* [Work item]: When a line in the listing contains the string "filled", pick it out and copy it.

* [Records for the task]:
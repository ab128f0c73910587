//! Parallel sweep of anchor tiles.
//!
//! The anchor span is cut into `pieces x pieces` tiles and each non-empty
//! tile is swept by one worker. Every tile owns a [`TileCursor`] that
//! remembers where its worker stopped, so a sweep can be resumed after the
//! caller rejects the reported hit.

use crate::candidate::closest::ClosestTracker;
use crate::geometry::{Anchor, AnchorSpan};
use crate::image::PixelView;
use crate::kernel::{match_with_budget, MatchParams};
use crate::search::Pass;
use crate::sync::{CohortSignal, CohortState, Hit};
use crate::trace::trace_debug;
use rayon::ThreadPool;

/// Resume point and near-miss record for one tile.
#[derive(Clone, Debug)]
pub(crate) struct TileCursor {
    span: AnchorSpan,
    /// Next anchor to test; `None` once the tile is exhausted.
    ///
    /// A worker that reports a hit leaves `next` on the hit anchor.
    next: Option<Anchor>,
    closest: ClosestTracker,
}

impl TileCursor {
    /// Cursors for every tile of `span`, each positioned on its first anchor.
    pub(crate) fn tiles(span: AnchorSpan, pieces: usize, closest: ClosestTracker) -> Vec<Self> {
        span.tiles(pieces)
            .into_iter()
            .map(|tile| Self {
                span: tile,
                next: Some(tile.first()),
                closest,
            })
            .collect()
    }

    pub(crate) fn next(&self) -> Option<Anchor> {
        self.next
    }

    /// Moves the cursor past `anchor` if it is currently parked on it.
    pub(crate) fn skip(&mut self, anchor: Anchor) -> bool {
        if self.next != Some(anchor) {
            return false;
        }
        self.next = self.span.after(anchor);
        true
    }

    fn run(
        &mut self,
        raster: PixelView<'_>,
        target: PixelView<'_>,
        params: MatchParams,
        state: &CohortState,
    ) {
        let _done = state.enlist();
        while let Some(anchor) = self.next {
            if state.is_cancelled() {
                return;
            }
            let verdict = match_with_budget(raster, target, anchor, params);
            if verdict.ok {
                state.report_match(Hit {
                    anchor,
                    errors: verdict.errors,
                });
                return;
            }
            self.closest.observe(anchor, &verdict);
            self.next = self.span.after(anchor);
        }
    }
}

/// Runs one cohort over every unfinished cursor and waits for the outcome.
///
/// Cursors keep their positions afterwards: finished tiles hold `None`,
/// cancelled tiles hold the anchor they had not tested yet and the winning
/// tile holds the hit.
pub(crate) fn sweep_tiles(
    pool: &ThreadPool,
    state: &mut CohortState,
    raster: PixelView<'_>,
    target: PixelView<'_>,
    params: MatchParams,
    cursors: &mut [TileCursor],
) -> CohortSignal {
    let active: Vec<&mut TileCursor> = cursors.iter_mut().filter(|c| c.next().is_some()).collect();
    state.spawn(active.len(), params.budget);
    trace_debug!("sweep_cohort", workers = active.len());

    let state = &*state;
    pool.in_place_scope(|scope| {
        for cursor in active {
            scope.spawn(move |_| cursor.run(raster, target, params, state));
        }
        state.await_cohort()
    })
}

/// Sweeps the whole `span` once and merges the per-tile near misses.
pub(crate) fn sweep(
    pool: &ThreadPool,
    state: &mut CohortState,
    raster: PixelView<'_>,
    target: PixelView<'_>,
    span: AnchorSpan,
    params: MatchParams,
    pieces: usize,
) -> Pass {
    let tracker = ClosestTracker::new(target.pixel_count(), params.budget.errors());
    let mut cursors = TileCursor::tiles(span, pieces, tracker);
    match sweep_tiles(pool, state, raster, target, params, &mut cursors) {
        CohortSignal::Matched(hit) => Pass::hit(hit),
        CohortSignal::Exhausted => {
            let mut closest = tracker;
            for cursor in &cursors {
                closest.merge(&cursor.closest);
            }
            Pass::miss(closest.best())
        }
        CohortSignal::Interrupted => Pass::interrupted(),
    }
}

#[cfg(test)]
mod tests {
    use super::{sweep, sweep_tiles, TileCursor};
    use crate::candidate::closest::ClosestTracker;
    use crate::geometry::{Anchor, Rect};
    use crate::image::OwnedPixels;
    use crate::kernel::{MatchParams, ToleranceBudget};
    use crate::sync::{CohortSignal, CohortState};
    use std::thread;
    use std::time::Duration;

    fn pool() -> rayon::ThreadPool {
        rayon::ThreadPoolBuilder::new().num_threads(4).build().unwrap()
    }

    fn noise(width: usize, height: usize) -> OwnedPixels {
        OwnedPixels::from_fn(width, height, |x, y| {
            let v = (x * 131 + y * 71 + (x * y) % 17) as u8;
            [v, v ^ 0x5a, v.wrapping_add(y as u8)]
        })
        .unwrap()
    }

    #[test]
    fn finds_unique_pattern_in_any_tile() {
        let pool = pool();
        let mut state = CohortState::new();
        let mut raster = OwnedPixels::filled(40, 30, [3, 3, 3]).unwrap();
        let mark = noise(4, 4);
        raster.blit(mark.view(), 27, 19).unwrap();
        let span = Rect::new(0, 0, 40, 30).anchor_span(4, 4).unwrap();

        let pass = sweep(
            &pool,
            &mut state,
            raster.view(),
            mark.view(),
            span,
            MatchParams::exact(),
            4,
        );
        assert_eq!(pass.hit.unwrap().anchor, Anchor::new(27, 19));
        assert_eq!(state.remaining(), 0);
    }

    #[test]
    fn exhausted_sweep_leaves_every_cursor_finished() {
        let pool = pool();
        let mut state = CohortState::new();
        let raster = OwnedPixels::filled(20, 20, [0, 0, 0]).unwrap();
        let mark = noise(3, 3);
        let span = Rect::new(0, 0, 20, 20).anchor_span(3, 3).unwrap();
        let tracker = ClosestTracker::new(9, 0);
        let mut cursors = TileCursor::tiles(span, 4, tracker);

        let signal = sweep_tiles(
            &pool,
            &mut state,
            raster.view(),
            mark.view(),
            MatchParams::exact(),
            &mut cursors,
        );
        assert_eq!(signal, CohortSignal::Exhausted);
        assert!(cursors.iter().all(|c| c.next().is_none()));
    }

    #[test]
    fn skipping_a_hit_resumes_after_it() {
        let pool = pool();
        let mut state = CohortState::new();
        let raster = OwnedPixels::filled(6, 1, [1, 1, 1]).unwrap();
        let mark = OwnedPixels::filled(1, 1, [1, 1, 1]).unwrap();
        let span = Rect::new(0, 0, 6, 1).anchor_span(1, 1).unwrap();
        let mut cursors = TileCursor::tiles(span, 1, ClosestTracker::new(1, 0));

        let mut seen = Vec::new();
        loop {
            let signal = sweep_tiles(
                &pool,
                &mut state,
                raster.view(),
                mark.view(),
                MatchParams::exact(),
                &mut cursors,
            );
            let CohortSignal::Matched(hit) = signal else {
                break;
            };
            seen.push(hit.anchor.x);
            assert!(cursors[0].skip(hit.anchor));
        }
        assert_eq!(seen, vec![0, 1, 2, 3, 4, 5]);
    }

    /// Uniform raster whose only match for an 8x8 marker target is at `(0, 0)`.
    fn marker_scene(width: usize, height: usize) -> (OwnedPixels, OwnedPixels) {
        let mut raster = OwnedPixels::filled(width, height, [3, 3, 3]).unwrap();
        raster.set_pixel(7, 7, [200, 10, 10]).unwrap();
        let mut target = OwnedPixels::filled(8, 8, [3, 3, 3]).unwrap();
        target.set_pixel(7, 7, [200, 10, 10]).unwrap();
        (raster, target)
    }

    #[test]
    fn early_hit_leaves_other_tiles_unfinished() {
        let pool = pool();
        let mut state = CohortState::new();
        let (raster, target) = marker_scene(800, 800);
        let span = Rect::new(0, 0, 800, 800).anchor_span(8, 8).unwrap();
        let mut cursors = TileCursor::tiles(span, 4, ClosestTracker::new(64, 0));
        assert_eq!(cursors.len(), 16);

        let signal = sweep_tiles(
            &pool,
            &mut state,
            raster.view(),
            target.view(),
            MatchParams::exact(),
            &mut cursors,
        );
        let CohortSignal::Matched(hit) = signal else {
            panic!("expected a match, got {signal:?}");
        };
        assert_eq!(hit.anchor, Anchor::new(0, 0));
        assert_eq!(cursors[0].next(), Some(Anchor::new(0, 0)));
        assert!(cursors[1..].iter().any(|c| c.next().is_some()));
        assert_eq!(state.remaining(), 0);
    }

    #[test]
    fn cancelled_cohort_stops_before_the_first_anchor() {
        let (raster, target) = marker_scene(64, 64);
        let span = Rect::new(0, 0, 64, 64).anchor_span(8, 8).unwrap();
        let mut cursor = TileCursor::tiles(span, 1, ClosestTracker::new(64, 0)).remove(0);
        let mut state = CohortState::new();
        state.spawn(1, ToleranceBudget::EXACT);
        state.cancel();

        cursor.run(raster.view(), target.view(), MatchParams::exact(), &state);
        assert_eq!(cursor.next(), Some(Anchor::new(0, 0)));
        assert_eq!(state.hit(), None);
        assert_eq!(state.remaining(), 0);
    }

    #[test]
    fn cancel_interrupts_a_running_tile() {
        let raster = OwnedPixels::filled(2000, 2000, [3, 3, 3]).unwrap();
        let mut target = OwnedPixels::filled(8, 8, [3, 3, 3]).unwrap();
        target.set_pixel(7, 7, [200, 10, 10]).unwrap();
        let span = Rect::new(0, 0, 2000, 2000).anchor_span(8, 8).unwrap();
        let mut cursor = TileCursor::tiles(span, 1, ClosestTracker::new(64, 0)).remove(0);
        let mut state = CohortState::new();
        state.spawn(1, ToleranceBudget::EXACT);
        let state = &state;

        thread::scope(|s| {
            let worker = s.spawn(|| {
                cursor.run(raster.view(), target.view(), MatchParams::exact(), state);
            });
            thread::sleep(Duration::from_millis(10));
            state.cancel();
            assert_eq!(state.await_cohort(), CohortSignal::Exhausted);
            worker.join().unwrap();
        });

        let stopped_at = cursor.next().expect("cancelled tile keeps an untested anchor");
        assert!(span.contains(stopped_at));
        assert_eq!(state.hit(), None);
    }
}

* [Answer to the exercise]:
        let mut raster = OwnedPixels::filled(40, 30, [3, 3, 3]).unwrap();
        let raster = OwnedPixels::filled(20, 20, [0, 0, 0]).unwrap();
        let raster = OwnedPixels::filled(6, 1, [1, 1, 1]).unwrap();
        let mark = OwnedPixels::filled(1, 1, [1, 1, 1]).unwrap();
        let mut raster = OwnedPixels::filled(width, height, [3, 3, 3]).unwrap();
        let mut target = OwnedPixels::filled(8, 8, [3, 3, 3]).unwrap();
        let raster = OwnedPixels::filled(2000, 2000, [3, 3, 3]).unwrap();
        let mut target = OwnedPixels::filled(8, 8, [3, 3, 3]).unwrap();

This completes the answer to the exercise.